Locate and copy each line in the data that contains the word "crate".

━━ RECORDED DATA ━━

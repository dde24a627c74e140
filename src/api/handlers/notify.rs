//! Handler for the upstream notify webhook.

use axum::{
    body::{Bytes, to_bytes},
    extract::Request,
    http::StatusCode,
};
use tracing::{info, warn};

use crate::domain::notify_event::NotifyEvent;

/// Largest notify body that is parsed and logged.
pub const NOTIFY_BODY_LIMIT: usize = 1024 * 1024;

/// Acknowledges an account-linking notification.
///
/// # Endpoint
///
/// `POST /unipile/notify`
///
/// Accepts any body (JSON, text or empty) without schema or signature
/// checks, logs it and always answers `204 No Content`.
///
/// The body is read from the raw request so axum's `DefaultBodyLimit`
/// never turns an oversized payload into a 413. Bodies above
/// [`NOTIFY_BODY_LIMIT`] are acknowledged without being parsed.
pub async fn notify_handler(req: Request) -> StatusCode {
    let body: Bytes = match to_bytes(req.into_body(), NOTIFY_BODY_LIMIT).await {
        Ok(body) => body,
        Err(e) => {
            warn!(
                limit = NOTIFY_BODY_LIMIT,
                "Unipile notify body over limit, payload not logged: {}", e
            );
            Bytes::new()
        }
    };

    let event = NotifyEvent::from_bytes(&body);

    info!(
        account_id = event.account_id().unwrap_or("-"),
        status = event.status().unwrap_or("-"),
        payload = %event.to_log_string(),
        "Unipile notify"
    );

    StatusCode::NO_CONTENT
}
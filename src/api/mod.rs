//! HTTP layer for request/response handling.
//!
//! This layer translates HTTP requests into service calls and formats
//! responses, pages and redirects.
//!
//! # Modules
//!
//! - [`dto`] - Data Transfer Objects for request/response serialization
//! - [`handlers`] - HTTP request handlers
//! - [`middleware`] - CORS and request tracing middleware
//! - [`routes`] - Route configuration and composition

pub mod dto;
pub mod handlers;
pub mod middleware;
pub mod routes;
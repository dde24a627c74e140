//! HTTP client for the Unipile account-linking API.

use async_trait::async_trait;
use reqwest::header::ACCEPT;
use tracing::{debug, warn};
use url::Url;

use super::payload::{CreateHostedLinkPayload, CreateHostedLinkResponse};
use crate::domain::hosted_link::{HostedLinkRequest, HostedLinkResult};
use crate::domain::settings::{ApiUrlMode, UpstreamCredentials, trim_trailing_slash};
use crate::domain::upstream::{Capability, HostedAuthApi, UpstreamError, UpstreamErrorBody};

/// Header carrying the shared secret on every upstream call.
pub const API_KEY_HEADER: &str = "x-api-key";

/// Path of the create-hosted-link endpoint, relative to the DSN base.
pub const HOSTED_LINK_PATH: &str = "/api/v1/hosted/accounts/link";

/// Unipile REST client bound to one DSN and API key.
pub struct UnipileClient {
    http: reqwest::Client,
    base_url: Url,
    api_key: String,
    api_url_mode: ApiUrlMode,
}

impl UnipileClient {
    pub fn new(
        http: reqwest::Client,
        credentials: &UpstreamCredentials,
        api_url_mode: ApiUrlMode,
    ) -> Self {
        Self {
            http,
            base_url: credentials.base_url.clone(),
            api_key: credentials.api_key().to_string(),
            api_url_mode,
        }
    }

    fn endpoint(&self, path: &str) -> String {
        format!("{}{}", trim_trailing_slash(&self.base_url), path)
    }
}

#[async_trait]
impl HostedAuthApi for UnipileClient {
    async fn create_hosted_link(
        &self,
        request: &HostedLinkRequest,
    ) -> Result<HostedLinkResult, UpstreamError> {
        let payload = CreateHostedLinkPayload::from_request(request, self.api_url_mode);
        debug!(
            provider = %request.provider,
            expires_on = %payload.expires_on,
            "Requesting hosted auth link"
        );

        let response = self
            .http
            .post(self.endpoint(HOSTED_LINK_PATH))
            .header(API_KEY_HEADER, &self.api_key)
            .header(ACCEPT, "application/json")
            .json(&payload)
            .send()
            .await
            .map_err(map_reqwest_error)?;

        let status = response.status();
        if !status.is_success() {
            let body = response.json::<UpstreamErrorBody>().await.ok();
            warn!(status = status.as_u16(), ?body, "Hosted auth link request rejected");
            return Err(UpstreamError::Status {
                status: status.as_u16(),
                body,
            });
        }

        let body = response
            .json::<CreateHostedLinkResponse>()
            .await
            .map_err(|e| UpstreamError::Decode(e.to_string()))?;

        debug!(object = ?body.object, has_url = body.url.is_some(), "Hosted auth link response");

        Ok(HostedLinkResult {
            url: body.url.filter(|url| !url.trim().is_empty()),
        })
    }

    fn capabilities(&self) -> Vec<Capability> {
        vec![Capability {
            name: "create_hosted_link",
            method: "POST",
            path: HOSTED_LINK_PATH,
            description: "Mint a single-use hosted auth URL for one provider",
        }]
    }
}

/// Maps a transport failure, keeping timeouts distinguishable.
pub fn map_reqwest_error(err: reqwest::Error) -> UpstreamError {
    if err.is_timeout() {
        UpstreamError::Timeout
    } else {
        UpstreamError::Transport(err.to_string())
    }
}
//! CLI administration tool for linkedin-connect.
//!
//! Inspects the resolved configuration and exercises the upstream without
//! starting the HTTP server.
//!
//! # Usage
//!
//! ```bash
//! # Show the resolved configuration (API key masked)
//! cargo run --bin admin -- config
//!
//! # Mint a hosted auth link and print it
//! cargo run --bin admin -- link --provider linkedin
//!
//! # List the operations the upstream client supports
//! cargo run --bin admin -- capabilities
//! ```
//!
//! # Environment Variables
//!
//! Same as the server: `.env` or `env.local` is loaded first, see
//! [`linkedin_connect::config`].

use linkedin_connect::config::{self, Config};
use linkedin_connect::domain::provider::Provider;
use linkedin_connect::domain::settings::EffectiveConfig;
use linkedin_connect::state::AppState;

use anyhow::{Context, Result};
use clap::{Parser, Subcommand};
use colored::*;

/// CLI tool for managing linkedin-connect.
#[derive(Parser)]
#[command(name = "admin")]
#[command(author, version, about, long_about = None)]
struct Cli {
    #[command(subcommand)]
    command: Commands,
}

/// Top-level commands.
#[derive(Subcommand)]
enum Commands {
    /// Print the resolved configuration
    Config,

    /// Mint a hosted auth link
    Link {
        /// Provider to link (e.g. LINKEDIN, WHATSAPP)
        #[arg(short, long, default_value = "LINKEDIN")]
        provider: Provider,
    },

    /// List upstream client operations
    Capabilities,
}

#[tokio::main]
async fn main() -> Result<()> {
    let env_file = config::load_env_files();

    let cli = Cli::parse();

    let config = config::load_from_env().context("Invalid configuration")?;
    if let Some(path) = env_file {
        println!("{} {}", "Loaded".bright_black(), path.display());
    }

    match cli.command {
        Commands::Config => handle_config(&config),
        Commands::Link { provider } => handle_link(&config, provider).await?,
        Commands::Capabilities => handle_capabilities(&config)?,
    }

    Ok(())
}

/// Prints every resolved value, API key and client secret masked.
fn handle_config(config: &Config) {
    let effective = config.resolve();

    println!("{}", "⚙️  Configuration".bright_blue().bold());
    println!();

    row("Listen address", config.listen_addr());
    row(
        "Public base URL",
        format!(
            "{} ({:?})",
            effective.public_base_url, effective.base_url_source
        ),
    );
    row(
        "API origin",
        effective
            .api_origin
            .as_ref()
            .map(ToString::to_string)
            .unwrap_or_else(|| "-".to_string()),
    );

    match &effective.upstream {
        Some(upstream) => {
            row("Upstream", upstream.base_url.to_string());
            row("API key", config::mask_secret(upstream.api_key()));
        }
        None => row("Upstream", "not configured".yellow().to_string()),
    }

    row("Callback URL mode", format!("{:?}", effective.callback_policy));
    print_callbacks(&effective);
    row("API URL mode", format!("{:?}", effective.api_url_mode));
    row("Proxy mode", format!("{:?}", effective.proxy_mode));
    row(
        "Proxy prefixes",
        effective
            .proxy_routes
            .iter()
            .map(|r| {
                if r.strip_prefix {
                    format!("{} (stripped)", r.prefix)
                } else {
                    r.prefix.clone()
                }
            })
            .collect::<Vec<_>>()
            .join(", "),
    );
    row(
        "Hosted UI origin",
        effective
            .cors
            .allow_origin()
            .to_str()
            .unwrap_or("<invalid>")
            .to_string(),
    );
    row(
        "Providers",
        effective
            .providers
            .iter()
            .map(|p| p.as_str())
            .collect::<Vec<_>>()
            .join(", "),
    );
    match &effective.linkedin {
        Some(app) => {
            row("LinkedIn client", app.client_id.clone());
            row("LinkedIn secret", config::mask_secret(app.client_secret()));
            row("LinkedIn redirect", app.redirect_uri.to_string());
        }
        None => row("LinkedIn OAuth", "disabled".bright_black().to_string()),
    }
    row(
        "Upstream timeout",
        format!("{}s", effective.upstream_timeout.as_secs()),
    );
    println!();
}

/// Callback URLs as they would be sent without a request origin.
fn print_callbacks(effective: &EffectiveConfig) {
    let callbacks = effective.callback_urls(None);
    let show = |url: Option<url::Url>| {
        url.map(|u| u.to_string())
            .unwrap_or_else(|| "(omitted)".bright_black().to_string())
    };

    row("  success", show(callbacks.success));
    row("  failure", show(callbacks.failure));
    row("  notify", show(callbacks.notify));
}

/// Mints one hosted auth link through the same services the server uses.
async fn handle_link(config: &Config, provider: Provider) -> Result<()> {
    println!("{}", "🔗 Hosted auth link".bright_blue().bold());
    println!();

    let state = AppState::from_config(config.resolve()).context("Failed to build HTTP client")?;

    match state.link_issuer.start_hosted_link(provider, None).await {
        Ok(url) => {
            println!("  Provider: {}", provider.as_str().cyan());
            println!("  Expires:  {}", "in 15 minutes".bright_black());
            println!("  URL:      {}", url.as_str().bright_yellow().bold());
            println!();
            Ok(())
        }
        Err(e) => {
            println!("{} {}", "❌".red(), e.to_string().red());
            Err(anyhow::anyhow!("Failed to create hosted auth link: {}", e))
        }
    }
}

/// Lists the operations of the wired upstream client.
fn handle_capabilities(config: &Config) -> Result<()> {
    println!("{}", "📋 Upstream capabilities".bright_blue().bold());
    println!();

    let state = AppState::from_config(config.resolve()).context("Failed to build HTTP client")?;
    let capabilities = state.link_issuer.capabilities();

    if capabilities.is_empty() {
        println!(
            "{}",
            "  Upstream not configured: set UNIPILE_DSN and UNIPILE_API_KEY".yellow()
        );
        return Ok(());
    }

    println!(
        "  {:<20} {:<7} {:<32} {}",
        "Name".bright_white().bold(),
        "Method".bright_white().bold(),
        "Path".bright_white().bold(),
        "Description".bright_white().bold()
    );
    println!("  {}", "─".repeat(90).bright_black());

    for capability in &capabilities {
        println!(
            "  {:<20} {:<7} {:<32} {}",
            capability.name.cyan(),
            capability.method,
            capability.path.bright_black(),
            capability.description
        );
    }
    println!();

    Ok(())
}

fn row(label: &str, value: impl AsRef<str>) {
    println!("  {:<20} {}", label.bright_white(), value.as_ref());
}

━━━

### RESULT OF THE TASK
use crate::domain::notify_event::NotifyEvent;
use crate::domain::hosted_link::{HostedLinkRequest, HostedLinkResult};
use crate::domain::settings::{ApiUrlMode, UpstreamCredentials, trim_trailing_slash};
use crate::domain::upstream::{Capability, HostedAuthApi, UpstreamError, UpstreamErrorBody};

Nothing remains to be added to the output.